Santé au travail : quand les employeurs se décarcassent

Une étude ADP constate que les entreprises ont fait des efforts pour rendre le travail de leurs salariés moins pénibles durant la pandémie.

La généralisation du télétravail pendant la crise sanitaire a contraint les entreprises à trouver des solutions pour lutter contre l’absence de lien social et l’isolement de leurs collaborateurs.
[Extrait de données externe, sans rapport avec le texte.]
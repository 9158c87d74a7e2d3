//! Application State
//!
//! Shared state accessible by all API handlers.
//! Wrapped in Arc for thread-safe sharing across async tasks.

use crate::service::IndexService;
use std::sync::Arc;
use std::time::Instant;

/// Shared application state for all handlers
#[derive(Clone)]
pub struct AppState {
    /// Index service backing every endpoint
    pub service: Arc<IndexService>,
    /// API configuration
    pub config: Arc<ApiConfig>,
    /// Server start time for uptime tracking
    pub start_time: Instant,
}

impl AppState {
    pub fn new(service: Arc<IndexService>, config: ApiConfig) -> Self {
        Self {
            service,
            config: Arc::new(config),
            start_time: Instant::now(),
        }
    }

    /// Get server uptime in seconds
    pub fn uptime_seconds(&self) -> u64 {
        self.start_time.elapsed().as_secs()
    }
}

/// API server configuration
#[derive(Debug, Clone)]
pub struct ApiConfig {
    /// Host to bind to
    pub host: String,
    /// Port to listen on
    pub port: u16,
    /// Request timeout in seconds
    pub request_timeout_secs: u64,
    /// Maximum request body size in bytes
    pub max_body_size: usize,
    /// Batches buffered per streaming insert connection
    pub stream_buffer: usize,
    /// Allowed CORS origins; empty allows any
    pub cors_origins: Vec<String>,
}

impl Default for ApiConfig {
    fn default() -> Self {
        Self {
            host: "0.0.0.0".to_string(),
            port: 8083,
            request_timeout_secs: 60,
            max_body_size: 32 * 1024 * 1024, // 32MB
            stream_buffer: 16,
            cors_origins: Vec::new(),
        }
    }
}

impl ApiConfig {
    /// Create config with custom host and port
    pub fn new(host: impl Into<String>, port: u16) -> Self {
        Self {
            host: host.into(),
            port,
            ..Default::default()
        }
    }

    /// Get the socket address string
    pub fn addr(&self) -> String {
        format!("{}:{}", self.host, self.port)
    }
}

impl From<&crate::config::ApiConfig> for ApiConfig {
    fn from(config: &crate::config::ApiConfig) -> Self {
        Self {
            host: config.host.clone(),
            port: config.port,
            request_timeout_secs: config.request_timeout_secs,
            stream_buffer: config.stream_buffer.max(1),
            cors_origins: config.cors_origins.clone(),
            ..Default::default()
        }
    }
}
En France, selon une enquête que publie ADP, 43 % des salariés confirment que leur employeur a pris des mesures à leur santé mentale durant la pandémie du Covid-19. Les jeunes de moins de 25 ans sont plus affirmatifs sur ce point : (52 % contre 36 % des 45-54 ans.

 

Parmi les autres initiatives prises par les entreprises afin de limiter l’impact de la pandémie sur le moral de leurs salariés, l’étude invoque le travail à temps partagé (33 %). Dans ce cas de figure, deux personnes occupent un même poste à temps partiel ou réduit. Autre forme de soutien : des conseils financiers utiles (29 %). En outre, certaines entreprises ont mis en place des équipements à domicile, du genre écrans d’ ordinateur ou chaises de bureau. Près de la moitié des effectifs salariés français (42 %) déclarent en avoir bénéficié.  C’est particulièrement notable dans les secteurs de l’informatique et des télécommunications où les salariés sont à 69 % avoir bénéficié d’un équipement spécifique.

 

La reconnaissance de leur travail par leurs managers joue également un rôle essentiel dans le bien-être des salariés : 45 % affirment que leurs supérieurs ont été reconnaissants vis-à-vis de leurs contributions apportées dans le cadre de leur fonction. L’étude souligne enfin que près de la moitié (46 %) des travailleurs estiment que leur organisation a communiqué de manière transparente durant la crise, favorisant ainsi une meilleure compréhension et acceptation de la situation et participant ainsi à l’amélioration de leur bien-être. Seuls 22 % des répondants pointent un manque d’informations de la part de leur employeur.